Possible errors could easily be made (I know, because I made a few) using these methods. In addition to
rounding errors, and incorrect z score calculations, a person could easily use the wrong critical value in
determining a confidence interval, or a hypothesis test.
Errors made when conducting a hypothesis test would include the errors mentioned above as well as the
typical Type I errors, which result from rejecting a true null hypothesis. This could have easily been done
in our first test regarding the claim that 20% of all candies are yellow. The data pointed to this claim
being true, but we could have easily gotten confused and rejected it. A Type II error, which is result from
failing to reject a false null hypothesis. This error could have easily been done in the second hypothesis
test regarding the mean number of candies per bag. The claim was that the mean was equal to 55.
Although it would be easy to see that the mean number of candies per bag is closer to 64, an inaccurate
number in the calculations might cause someone failing to reject this hypothesis.

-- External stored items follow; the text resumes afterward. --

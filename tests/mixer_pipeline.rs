//! End-to-end pipeline tests: datagrams in, mixed frames out, driven
//! through the scheduler with an in-memory transport.

use std::collections::{BTreeSet, VecDeque};
use std::f32::consts::PI;
use std::sync::atomic::Ordering;

use glam::{Quat, Vec3};
use mixer_core::{Error, PeerId, FRAME_SAMPLES, SAMPLE_PHASE_DELAY_AT_90};
use network::protocol::{
    self, Datagram, MicrophoneFrame, PacketType, HEADER_LEN,
};
use network::transport::Transport;
use soundstage::scheduler::FrameScheduler;
use soundstage::MixerConfig;

/// Recording transport: tests enqueue inbound datagrams and inspect
/// everything the scheduler sends.
#[derive(Default)]
struct FakeTransport {
    peers: BTreeSet<PeerId>,
    inbound: VecDeque<Datagram>,
    sent: Vec<Datagram>,
    rejecting: BTreeSet<PeerId>,
}

impl FakeTransport {
    fn add_peer(&mut self) -> PeerId {
        let peer = PeerId::new();
        self.peers.insert(peer);
        peer
    }

    fn push_inbound(&mut self, peer: PeerId, datagram: Vec<u8>) {
        self.inbound.push_back((peer, datagram));
    }

    fn sent_to(&self, peer: PeerId, packet_type: PacketType) -> Vec<&[u8]> {
        self.sent
            .iter()
            .filter(|(to, bytes)| {
                *to == peer && protocol::parse_header(bytes).ok() == Some(packet_type)
            })
            .map(|(_, bytes)| bytes.as_slice())
            .collect()
    }
}

impl Transport for FakeTransport {
    fn send_datagram(&mut self, peer: PeerId, payload: &[u8]) -> Result<(), Error> {
        if !self.peers.contains(&peer) {
            return Err(Error::Network(format!("peer {} has no address", peer)));
        }
        if self.rejecting.contains(&peer) {
            return Err(Error::Backpressure(peer));
        }
        self.sent.push((peer, payload.to_vec()));
        Ok(())
    }

    fn receive_datagrams(&mut self) -> Vec<Datagram> {
        self.inbound.drain(..).collect()
    }

    fn is_connected(&self, peer: PeerId) -> bool {
        self.peers.contains(&peer)
    }

    fn connected_peers(&self) -> Vec<PeerId> {
        self.peers.iter().copied().collect()
    }
}

fn mic_packet(
    sequence: u16,
    position: Vec3,
    orientation: Quat,
    samples: Vec<i16>,
    echo: bool,
) -> Vec<u8> {
    MicrophoneFrame {
        sequence,
        stereo: false,
        position,
        orientation,
        samples,
    }
    .encode(echo)
}

fn ramp_samples() -> Vec<i16> {
    (0..FRAME_SAMPLES as i16).map(|i| i * 100).collect()
}

fn scheduler() -> FrameScheduler<FakeTransport> {
    FrameScheduler::new(FakeTransport::default(), MixerConfig::default())
}

#[tokio::test]
async fn mixed_frames_flow_end_to_end() {
    let mut scheduler = scheduler();
    let listener = scheduler.transport_mut().add_peer();
    let talker = scheduler.transport_mut().add_peer();

    // Listener at the origin facing -Z, talker ten meters dead ahead,
    // facing back at the listener.
    let transport = scheduler.transport_mut();
    transport.push_inbound(
        listener,
        mic_packet(0, Vec3::ZERO, Quat::IDENTITY, vec![0; FRAME_SAMPLES], false),
    );
    let talker_samples = ramp_samples();
    transport.push_inbound(
        talker,
        mic_packet(
            0,
            Vec3::new(0.0, 0.0, -10.0),
            Quat::from_rotation_y(PI),
            talker_samples.clone(),
            false,
        ),
    );

    scheduler.run_tick();

    let frames = scheduler
        .transport()
        .sent_to(listener, PacketType::MixedAudio);
    assert_eq!(frames.len(), 1);
    let (sequence, mix) = protocol::decode_mixed_audio(&frames[0][HEADER_LEN..]).unwrap();
    assert_eq!(sequence, 0);

    // Collinear source: both ears equal, scaled by the distance curve.
    let attenuation = 0.3f32
        .powf(2.5f32.ln() / 2.5f32.ln() + 0.5 * 100.0f32.ln() / 2.5f32.ln() - 1.0)
        .min(1.0);
    for (j, &sample) in talker_samples.iter().enumerate() {
        let expected = (sample as f32 * attenuation) as i16;
        assert!((mix[2 * j] as i32 - expected as i32).abs() <= 1);
        assert_eq!(mix[2 * j], mix[2 * j + 1]);
    }

    // The talker's own mix carries the (silent) listener: all zeros.
    let talker_frames = scheduler
        .transport()
        .sent_to(talker, PacketType::MixedAudio);
    assert_eq!(talker_frames.len(), 1);
}

#[tokio::test]
async fn hard_right_talker_is_panned_in_the_mix() {
    let mut scheduler = scheduler();
    let listener = scheduler.transport_mut().add_peer();
    let talker = scheduler.transport_mut().add_peer();

    let transport = scheduler.transport_mut();
    transport.push_inbound(
        listener,
        mic_packet(0, Vec3::ZERO, Quat::IDENTITY, vec![0; FRAME_SAMPLES], false),
    );
    transport.push_inbound(
        talker,
        mic_packet(
            0,
            Vec3::new(10.0, 0.0, 0.0),
            Quat::from_rotation_y(std::f32::consts::FRAC_PI_2),
            ramp_samples(),
            false,
        ),
    );

    scheduler.run_tick();

    let frames = scheduler
        .transport()
        .sent_to(listener, PacketType::MixedAudio);
    let (_, mix) = protocol::decode_mixed_audio(&frames[0][HEADER_LEN..]).unwrap();

    let delay = SAMPLE_PHASE_DELAY_AT_90 as usize;
    // The left ear leads with ring history (silence for a fresh stream).
    for k in 0..delay {
        assert_eq!(mix[2 * k], 0);
    }
    // Pick a frame where the ramp is loud: right ear carries roughly
    // twice the left ear's delayed sample.
    let j = 100;
    let right = mix[2 * j + 1] as f32;
    let left_delayed = mix[2 * (j + delay)] as f32;
    assert!(right > 0.0);
    assert!((left_delayed / right - 0.5).abs() < 0.05);
}

#[tokio::test]
async fn sequence_numbers_increment_per_delivered_frame() {
    let mut scheduler = scheduler();
    let listener = scheduler.transport_mut().add_peer();
    let talker = scheduler.transport_mut().add_peer();

    for seq in 0..3u16 {
        let transport = scheduler.transport_mut();
        transport.push_inbound(
            listener,
            mic_packet(seq, Vec3::ZERO, Quat::IDENTITY, ramp_samples(), false),
        );
        transport.push_inbound(
            talker,
            mic_packet(
                seq,
                Vec3::new(0.0, 0.0, -5.0),
                Quat::from_rotation_y(PI),
                ramp_samples(),
                false,
            ),
        );
        scheduler.run_tick();
    }

    let sequences: Vec<u16> = scheduler
        .transport()
        .sent_to(listener, PacketType::MixedAudio)
        .iter()
        .map(|bytes| {
            protocol::decode_mixed_audio(&bytes[HEADER_LEN..])
                .unwrap()
                .0
        })
        .collect();
    assert_eq!(sequences, vec![0, 1, 2]);
}

#[tokio::test]
async fn backpressure_drops_the_frame_but_advances_the_sequence() {
    let mut scheduler = scheduler();
    let listener = scheduler.transport_mut().add_peer();

    for seq in 0..3u16 {
        scheduler.transport_mut().push_inbound(
            listener,
            mic_packet(seq, Vec3::ZERO, Quat::IDENTITY, ramp_samples(), true),
        );
        if seq == 1 {
            scheduler.transport_mut().rejecting.insert(listener);
        } else {
            scheduler.transport_mut().rejecting.remove(&listener);
        }
        scheduler.run_tick();
    }

    let sequences: Vec<u16> = scheduler
        .transport()
        .sent_to(listener, PacketType::MixedAudio)
        .iter()
        .map(|bytes| {
            protocol::decode_mixed_audio(&bytes[HEADER_LEN..])
                .unwrap()
                .0
        })
        .collect();
    // The middle frame was dropped, not renumbered.
    assert_eq!(sequences, vec![0, 2]);
}

#[tokio::test]
async fn mute_environment_is_rebroadcast_to_everyone_else() {
    let mut scheduler = scheduler();
    let sender = scheduler.transport_mut().add_peer();
    let other_a = scheduler.transport_mut().add_peer();
    let other_b = scheduler.transport_mut().add_peer();

    let mute = vec![
        protocol::PACKET_MAGIC,
        protocol::PROTOCOL_VERSION,
        PacketType::MuteEnvironment as u8,
    ];
    scheduler
        .transport_mut()
        .push_inbound(sender, mute.clone());

    scheduler.run_tick();

    for other in [other_a, other_b] {
        let relayed = scheduler
            .transport()
            .sent_to(other, PacketType::MuteEnvironment);
        assert_eq!(relayed.len(), 1);
        assert_eq!(relayed[0], mute.as_slice());
    }
    assert!(scheduler
        .transport()
        .sent_to(sender, PacketType::MuteEnvironment)
        .is_empty());
}

#[tokio::test]
async fn malformed_packets_are_counted_and_dropped() {
    let mut scheduler = scheduler();
    let peer = scheduler.transport_mut().add_peer();

    // Wrong magic, truncated payload, and a client-bound type.
    scheduler.transport_mut().push_inbound(peer, vec![0x00, 0x01, 0x02]);
    scheduler.transport_mut().push_inbound(
        peer,
        vec![protocol::PACKET_MAGIC, protocol::PROTOCOL_VERSION, 0, 1],
    );
    scheduler.transport_mut().push_inbound(
        peer,
        vec![protocol::PACKET_MAGIC, protocol::PROTOCOL_VERSION, 5, 0, 0],
    );

    scheduler.run_tick();

    assert_eq!(scheduler.stats().bad_packets, 3);
    assert!(scheduler
        .transport()
        .sent_to(peer, PacketType::MixedAudio)
        .is_empty());
}

#[tokio::test]
async fn gated_source_leaves_the_mix_byte_identical() {
    let run = |with_whisper: bool| -> Vec<u8> {
        let mut scheduler = scheduler();
        let listener = scheduler.transport_mut().add_peer();
        let talker = scheduler.transport_mut().add_peer();

        let transport = scheduler.transport_mut();
        transport.push_inbound(
            listener,
            mic_packet(0, Vec3::ZERO, Quat::IDENTITY, vec![0; FRAME_SAMPLES], false),
        );
        transport.push_inbound(
            talker,
            mic_packet(
                0,
                Vec3::new(0.0, 0.0, -3.0),
                Quat::from_rotation_y(PI),
                ramp_samples(),
                false,
            ),
        );
        if with_whisper {
            let whisper = scheduler.transport_mut().add_peer();
            scheduler.transport_mut().push_inbound(
                whisper,
                mic_packet(
                    0,
                    Vec3::new(0.0, 0.0, -200.0),
                    Quat::from_rotation_y(PI),
                    vec![1; FRAME_SAMPLES],
                    false,
                ),
            );
        }
        scheduler.run_tick();
        scheduler
            .transport()
            .sent_to(listener, PacketType::MixedAudio)[0]
            .to_vec()
    };

    let baseline = run(false);
    let with_whisper = run(true);
    // Same sequence, same samples: the gated whisper left no trace.
    assert_eq!(baseline, with_whisper);
}

#[tokio::test]
async fn echo_requested_listener_hears_themselves() {
    let mut scheduler = scheduler();
    let listener = scheduler.transport_mut().add_peer();

    let samples = ramp_samples();
    scheduler.transport_mut().push_inbound(
        listener,
        mic_packet(0, Vec3::ZERO, Quat::IDENTITY, samples.clone(), true),
    );

    scheduler.run_tick();

    let frames = scheduler
        .transport()
        .sent_to(listener, PacketType::MixedAudio);
    let (_, mix) = protocol::decode_mixed_audio(&frames[0][HEADER_LEN..]).unwrap();
    for (j, &expected) in samples.iter().enumerate() {
        assert_eq!(mix[2 * j], expected);
        assert_eq!(mix[2 * j + 1], expected);
    }
}

#[tokio::test(start_paused = true)]
async fn tick_cadence_holds_with_ample_slack() {
    let mut scheduler = scheduler();
    let stop = scheduler.stop_handle();

    tokio::spawn(async move {
        tokio::time::sleep(std::time::Duration::from_millis(505)).await;
        stop.store(true, Ordering::Relaxed);
    });

    scheduler.run().await;

    // 505 ms of virtual time at 10 ms per tick.
    let ticks = scheduler.stats().num_stat_frames;
    assert!(
        (48..=53).contains(&ticks),
        "expected ~50 ticks, got {}",
        ticks
    );
    // With a full sleep every tick the throttle never engages.
    assert_eq!(scheduler.throttle().performance_throttling_ratio(), 0.0);
}

#[tokio::test(start_paused = true)]
async fn stream_stats_are_emitted_once_per_second() {
    let mut scheduler = scheduler();
    let listener = scheduler.transport_mut().add_peer();

    for seq in 0..105u16 {
        scheduler.transport_mut().push_inbound(
            listener,
            mic_packet(seq, Vec3::ZERO, Quat::IDENTITY, ramp_samples(), true),
        );
        scheduler.run_tick();
        tokio::time::advance(std::time::Duration::from_millis(10)).await;
    }

    let stats_packets = scheduler
        .transport()
        .sent_to(listener, PacketType::StreamStats);
    assert_eq!(stats_packets.len(), 1);

    let stats = protocol::StreamStats::decode(&stats_packets[0][HEADER_LEN..]).unwrap();
    assert!((stats.average_listeners_per_frame - 1.0).abs() < 0.05);
    assert_eq!(stats.bad_packets, 0);
}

Improving on the sampling method could be done by increasing the sample population to twice the
number that we had in the class. By doubling the number of the sample, we could see the confidence
intervals and hypothesis testing conclusions become more accurate. Also, by somehow eliminating the
outliers, we could again, make our conclusions more accurate. Although in looking at the data sheet,
there were only a few bags with a larger number of candies, so it did not affect the numbers as drastically
as 10 (or more) larger bags would have.
From the research I have done with the class skittles data, I have discovered that purple candies are not
the most precious color in the bags, they are actually fairly equally distributed throughout the population
of candies. I have also determined that there are approximately 17-22 yellow candies in each bag of
skittles, there are approximately 60-68 candies per bag, and the approximate standard deviation of the
number of candies per bag is between 11-21. I have also learned that it is likely 20% of all skittles are
colored red, and that the mean number of candies per bag is not 55.
Reflection on the Term Project
During the process of doing this project I have changed the way I look at math in real world
applications. Never before did I know you could take a bunch of students, make them buy bags of
skittles, make them count the candy (and also count the colors), and then give them all kinds of
statistical projects to do that might make them crazy! No really, now that it is all done I am kind of
perplexed by the data that came out of the class sample.
Before completing this project, I was like most people when listening to the news. I hear numbers
of all kinds and I just assume they must be true and reflective of the data given to whoever did the
math. I hear statistical references now and I am more suspicious. I think to myself “Sure, and just who
did you ask these questions buddy? I bet you picked a bunch of devout atheists to poll about what type
of people use the ‘F’ word the most…” In other words, I am now more likely to question the
statistically related absolutes that I see not only on the news, but also in commercials. As if I needed a
reason to become more cynical.
Ultimately, I believe what I have learned about the wide world of numbers over my last couple
years of schooling has made me a better citizen. I am now okay with figuring out appropriate
percentages (in my head even!) to tip my server while going out to eat, as well as listening with
discernment to the numbers that are thrown around while watching the news reports on the efficacy of
the flu vaccine, amongst other things that may be important to me and my direction in life. I can’t
believe I am about to say this…knowing the difficulty this semester of statistics has brought to me, but
I believe that as a society we should all learn how to look at information we are given with a certain
level of statistical ‘discernment’. It might actually change some things in this country for the better.